Note how the same sequence of digits repeats. Let's find out what's going on:

$$\begin{align}\frac{1-\sqrt 5}{2} &= \frac{2-1-\sqrt 5}{2} = \frac{2-(1+\sqrt 5)}{2} \\ &= \frac 2 2 - \frac{1+\sqrt 5}{2} = 1 - \varphi\end{align}$$## The Formula¶

If we have a sequence $a_n$ so that $a_n + a_{n+1} = a_{n+2}$, then we can multiply both sides of the equation by any constant $A$ and we get $A\ a_n + A\ a_{n+1} = A\ a_{n+2}$. So maybe the formula of the famous $1,1,2,3,5,8,...$ sequence is of the form $A \varphi^n$? Let's try that.

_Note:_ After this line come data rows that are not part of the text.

//! # Media Error Types

use thiserror::Error;

/// Errors raised locally by the media core.
///
/// Native command failures never appear here; they are delivered to the
/// per-handle error callback as [`MediaFailure`](crate::status::MediaFailure).
#[derive(Error, Debug)]
pub enum MediaError {
    /// The native side sent an inbound message with an action other than
    /// `status`.
    #[error("Unknown media action: {action}")]
    UnknownAction { action: String },

    /// The inbound envelope could not be decoded at all.
    #[error("Malformed status envelope: {0}")]
    MalformedEnvelope(String),

    #[error("Unknown player kind: {0}")]
    UnknownPlayerKind(String),

    #[error("Configuration error: {0}")]
    Config(String),
}

impl MediaError {
    /// Whether the error means the native side broke the channel contract.
    pub fn is_protocol_violation(&self) -> bool {
        matches!(
            self,
            MediaError::UnknownAction { .. } | MediaError::MalformedEnvelope(_)
        )
    }
}

pub type Result<T> = std::result::Result<T, MediaError>;
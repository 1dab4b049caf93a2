//! Id → handle mapping shared by the plugin and the status dispatcher.

use crate::handle::MediaHandle;
use parking_lot::RwLock;
use std::collections::HashMap;
use std::sync::Arc;

/// Registry of live media handles.
///
/// Entries are only removed through [`MediaRegistry::remove`]; releasing a
/// handle keeps it registered so status messages still in flight resolve.
/// Lookups clone the `Arc` and drop the lock, so callbacks never run while
/// the registry is locked.
#[derive(Debug, Default)]
pub struct MediaRegistry {
    handles: RwLock<HashMap<String, Arc<MediaHandle>>>,
}

impl MediaRegistry {
    pub fn new() -> Self {
        Self::default()
    }

    /// Registers `handle` under its id, returning any handle it replaced.
    pub fn insert(&self, handle: Arc<MediaHandle>) -> Option<Arc<MediaHandle>> {
        self.handles
            .write()
            .insert(handle.id().to_string(), handle)
    }

    pub fn get(&self, id: &str) -> Option<Arc<MediaHandle>> {
        self.handles.read().get(id).cloned()
    }

    pub fn remove(&self, id: &str) -> Option<Arc<MediaHandle>> {
        self.handles.write().remove(id)
    }

    pub fn contains(&self, id: &str) -> bool {
        self.handles.read().contains_key(id)
    }

    pub fn len(&self) -> usize {
        self.handles.read().len()
    }

    pub fn is_empty(&self) -> bool {
        self.handles.read().is_empty()
    }

    /// Ids of all registered handles, in no particular order.
    pub fn ids(&self) -> Vec<String> {
        self.handles.read().keys().cloned().collect()
    }
}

$$\begin{align}\left\{\begin{array}{lcl} F_n = A \varphi^n \\ F_1 = 1 \\ F_2 = 1 \\ F_n = F_{n-1} + F_{n-2} \\ \end{array}\right.\end{align}$$I can already tell that this isn't going to work. $F_1 = 1$ means that $A \varphi^1 = A \varphi = 1$ and $A = \frac 1 \varphi$, but $F_2 = 1$ means that we also have $A \varphi^2 = 1$ and $A = \frac{1}{\varphi^2}$. It seems that $\varphi=\varphi^2$, and that's not correct.

That didn't work, but that's just one of the solutions of our equation. Let's make an educated guess with all solutions and three constants $A$, $B$ and $C$:

$$\begin{align}F_n &= A \varphi^n + B (1-\varphi)^n + C \cdot 0 \\ F_n &= A \varphi^n + B (1-\varphi)^n\end{align}$$As before, we also have the initial values $F_1 = 1$ and $F_2 = 1$.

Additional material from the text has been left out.